Your job is to report every line of the entries that has "INTO".

Record excerpts Start Marker

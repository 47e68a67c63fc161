use crate::ipc::error::{err, ok};
use crate::ipc::types::{AppState, Request};
use crate::progression;
use serde_json::json;

fn handle_levels_seed(state: &mut AppState, req: &Request) -> serde_json::Value {
    let Some(conn) = state.db.as_ref() else {
        return err(&req.id, "no_workspace", "select a workspace first", None);
    };

    let count = match req.params.get("count").and_then(|v| v.as_i64()) {
        Some(v) => v,
        None => return err(&req.id, "bad_params", "missing/invalid count", None),
    };

    match progression::seed_levels(conn, count) {
        Ok(seeded) => ok(&req.id, json!({ "seeded": seeded })),
        Err(e) => e.response(&req.id),
    }
}

fn handle_levels_list(state: &mut AppState, req: &Request) -> serde_json::Value {
    let Some(conn) = state.db.as_ref() else {
        return ok(&req.id, json!({ "levels": [] }));
    };

    match progression::load_levels(conn) {
        Ok(levels) => {
            let rows: Vec<serde_json::Value> = levels
                .iter()
                .map(|l| {
                    json!({
                        "levelNumber": l.level_number,
                        "name": l.name,
                        "description": l.description,
                        "expRequired": l.exp_required
                    })
                })
                .collect();
            ok(&req.id, json!({ "levels": rows }))
        }
        Err(e) => e.response(&req.id),
    }
}

pub fn try_handle(state: &mut AppState, req: &Request) -> Option<serde_json::Value> {
    match req.method.as_str() {
        "levels.seed" => Some(handle_levels_seed(state, req)),
        "levels.list" => Some(handle_levels_list(state, req)),
        _ => None,
    }
}
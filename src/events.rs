use chrono::{DateTime, Utc};
use rusqlite::types::Value;
use rusqlite::{params_from_iter, Connection};

use crate::domain::{fmt_ts, DomainError};

/// Outbound domain-event queue. Rows stay until the consumer acks them; the
/// push channel that delivers them lives outside this process.
#[derive(Debug, Clone)]
pub struct EventRow {
    pub id: i64,
    pub user_id: String,
    pub event_type: String,
    pub payload: serde_json::Value,
    pub created_at: String,
}

pub fn emit(
    conn: &Connection,
    user_id: &str,
    event_type: &str,
    payload: serde_json::Value,
    now: DateTime<Utc>,
) -> Result<i64, DomainError> {
    conn.execute(
        "INSERT INTO domain_events(user_id, event_type, payload, created_at)
         VALUES(?, ?, ?, ?)",
        (user_id, event_type, payload.to_string(), fmt_ts(now)),
    )
    .map_err(|e| DomainError::db("db_insert_failed", e))?;
    Ok(conn.last_insert_rowid())
}

pub fn poll(conn: &Connection, limit: i64) -> Result<Vec<EventRow>, DomainError> {
    let mut stmt = conn
        .prepare(
            "SELECT id, user_id, event_type, payload, created_at
             FROM domain_events
             WHERE acked = 0
             ORDER BY id
             LIMIT ?",
        )
        .map_err(|e| DomainError::db("db_query_failed", e))?;
    stmt.query_map([limit], |r| {
        let payload_text: String = r.get(3)?;
        Ok(EventRow {
            id: r.get(0)?,
            user_id: r.get(1)?,
            event_type: r.get(2)?,
            payload: serde_json::from_str(&payload_text).unwrap_or(serde_json::Value::Null),
            created_at: r.get(4)?,
        })
    })
    .and_then(|it| it.collect::<Result<Vec<_>, _>>())
    .map_err(|e| DomainError::db("db_query_failed", e))
}

pub fn ack(conn: &Connection, ids: &[i64]) -> Result<usize, DomainError> {
    if ids.is_empty() {
        return Ok(0);
    }
    let placeholders = std::iter::repeat("?")
        .take(ids.len())
        .collect::<Vec<_>>()
        .join(",");
    let sql = format!(
        "UPDATE domain_events SET acked = 1 WHERE acked = 0 AND id IN ({})",
        placeholders
    );
    let bind_values: Vec<Value> = ids.iter().map(|id| Value::Integer(*id)).collect();
    conn.execute(&sql, params_from_iter(bind_values))
        .map_err(|e| DomainError::db("db_update_failed", e))
}

#[cfg(test)]
mod tests {
    use super::*;
    use crate::db::open_test_db;
    use chrono::TimeZone;
    use serde_json::json;

    #[test]
    fn emit_poll_ack_drains_in_order() {
        let conn = open_test_db();
        conn.execute(
            "INSERT INTO users(id, username, display_name, role, created_at)
             VALUES('u1', 'ada', 'Ada', 'student', '2026-01-01T00:00:00+00:00')",
            [],
        )
        .expect("insert user");
        let now = Utc.with_ymd_and_hms(2026, 3, 1, 8, 0, 0).single().expect("ts");

        let first = emit(&conn, "u1", "level_up", json!({ "levelNumber": 2 }), now).expect("emit");
        let second =
            emit(&conn, "u1", "achievement_unlocked", json!({ "code": "str7" }), now).expect("emit");
        assert!(second > first);

        let pending = poll(&conn, 10).expect("poll");
        assert_eq!(pending.len(), 2);
        assert_eq!(pending[0].event_type, "level_up");

        assert_eq!(ack(&conn, &[first]).expect("ack"), 1);
        let remaining = poll(&conn, 10).expect("poll");
        assert_eq!(remaining.len(), 1);
        assert_eq!(remaining[0].id, second);

        // Acking again is a no-op.
        assert_eq!(ack(&conn, &[first]).expect("ack"), 0);
    }
}
use chrono::{DateTime, Utc};
use rusqlite::{Connection, OptionalExtension};
use serde_json::json;

use crate::domain::{fmt_ts, DomainError};
use crate::events;
use crate::progression;

#[derive(Debug, Clone)]
pub struct AchievementRow {
    pub id: String,
    pub code: String,
    pub name: String,
    pub description: String,
    pub icon_url: String,
    pub xp_reward: i64,
    pub kind: String,
    pub threshold: i64,
}

pub const KINDS: &[&str] = &["xp_total", "streak_days", "reviews_total", "tests_graded"];

pub fn list(conn: &Connection) -> Result<Vec<AchievementRow>, DomainError> {
    let mut stmt = conn
        .prepare(
            "SELECT id, code, name, description, icon_url, xp_reward, kind, threshold
             FROM achievements
             ORDER BY kind, threshold",
        )
        .map_err(|e| DomainError::db("db_query_failed", e))?;
    stmt.query_map([], row_to_achievement)
        .and_then(|it| it.collect::<Result<Vec<_>, _>>())
        .map_err(|e| DomainError::db("db_query_failed", e))
}

fn row_to_achievement(r: &rusqlite::Row<'_>) -> rusqlite::Result<AchievementRow> {
    Ok(AchievementRow {
        id: r.get(0)?,
        code: r.get(1)?,
        name: r.get(2)?,
        description: r.get(3)?,
        icon_url: r.get(4)?,
        xp_reward: r.get(5)?,
        kind: r.get(6)?,
        threshold: r.get(7)?,
    })
}

fn metric_for(conn: &Connection, user_id: &str, kind: &str) -> Result<i64, DomainError> {
    let value = match kind {
        "xp_total" => conn.query_row("SELECT xp FROM users WHERE id = ?", [user_id], |r| r.get(0)),
        "streak_days" => conn.query_row(
            "SELECT streak_days FROM users WHERE id = ?",
            [user_id],
            |r| r.get(0),
        ),
        "reviews_total" => conn.query_row(
            "SELECT COUNT(*) FROM user_flashcard_progress
             WHERE user_id = ? AND last_reviewed_at IS NOT NULL",
            [user_id],
            |r| r.get(0),
        ),
        "tests_graded" => conn.query_row(
            "SELECT COUNT(*) FROM test_attempts WHERE student_id = ? AND status = 'graded'",
            [user_id],
            |r| r.get(0),
        ),
        other => {
            return Err(DomainError::bad_params(format!(
                "unknown achievement kind '{}'",
                other
            )))
        }
    };
    value.map_err(|e| DomainError::db("db_query_failed", e))
}

/// Unlocks every achievement whose metric now meets its threshold. Each
/// unlock records the earn, queues an `achievement_unlocked` event, and
/// credits the reward XP. One pass only: a reward that itself crosses a
/// further threshold unlocks on the next activity.
pub fn check_unlocks(
    conn: &Connection,
    user_id: &str,
    now: DateTime<Utc>,
) -> Result<Vec<AchievementRow>, DomainError> {
    let user_exists: Option<i64> = conn
        .query_row("SELECT 1 FROM users WHERE id = ?", [user_id], |r| r.get(0))
        .optional()
        .map_err(|e| DomainError::db("db_query_failed", e))?;
    if user_exists.is_none() {
        return Err(DomainError::not_found("user not found"));
    }

    let candidates: Vec<AchievementRow> = {
        let mut stmt = conn
            .prepare(
                "SELECT id, code, name, description, icon_url, xp_reward, kind, threshold
                 FROM achievements
                 WHERE id NOT IN (
                   SELECT achievement_id FROM user_achievements WHERE user_id = ?
                 )
                 ORDER BY kind, threshold",
            )
            .map_err(|e| DomainError::db("db_query_failed", e))?;
        stmt.query_map([user_id], row_to_achievement)
            .and_then(|it| it.collect::<Result<Vec<_>, _>>())
            .map_err(|e| DomainError::db("db_query_failed", e))?
    };

    let mut unlocked = Vec::new();
    for achievement in candidates {
        let metric = metric_for(conn, user_id, &achievement.kind)?;
        if metric < achievement.threshold {
            continue;
        }

        conn.execute(
            "INSERT INTO user_achievements(user_id, achievement_id, earned_at) VALUES(?, ?, ?)",
            (user_id, &achievement.id, fmt_ts(now)),
        )
        .map_err(|e| DomainError::db("db_insert_failed", e))?;

        events::emit(
            conn,
            user_id,
            "achievement_unlocked",
            json!({
                "code": achievement.code,
                "name": achievement.name,
                "description": achievement.description,
                "iconUrl": achievement.icon_url,
                "xpReward": achievement.xp_reward,
                "message": format!("You've earned the '{}' achievement!", achievement.name),
            }),
            now,
        )?;

        if achievement.xp_reward > 0 {
            progression::award_xp(conn, user_id, achievement.xp_reward, "achievement", now)?;
        }

        unlocked.push(achievement);
    }

    Ok(unlocked)
}
//! Identity records, the public half of an issued identity.

pub mod record;

pub use record::{DidMethod, IdentityRecord, IdentityStatus, KeyType};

Record excerpts End Marker

• _Exercise output_:
        "INSERT INTO domain_events(user_id, event_type, payload, created_at)
            "INSERT INTO users(id, username, display_name, role, created_at)
            "INSERT INTO user_achievements(user_id, achievement_id, earned_at) VALUES(?, ?, ?)",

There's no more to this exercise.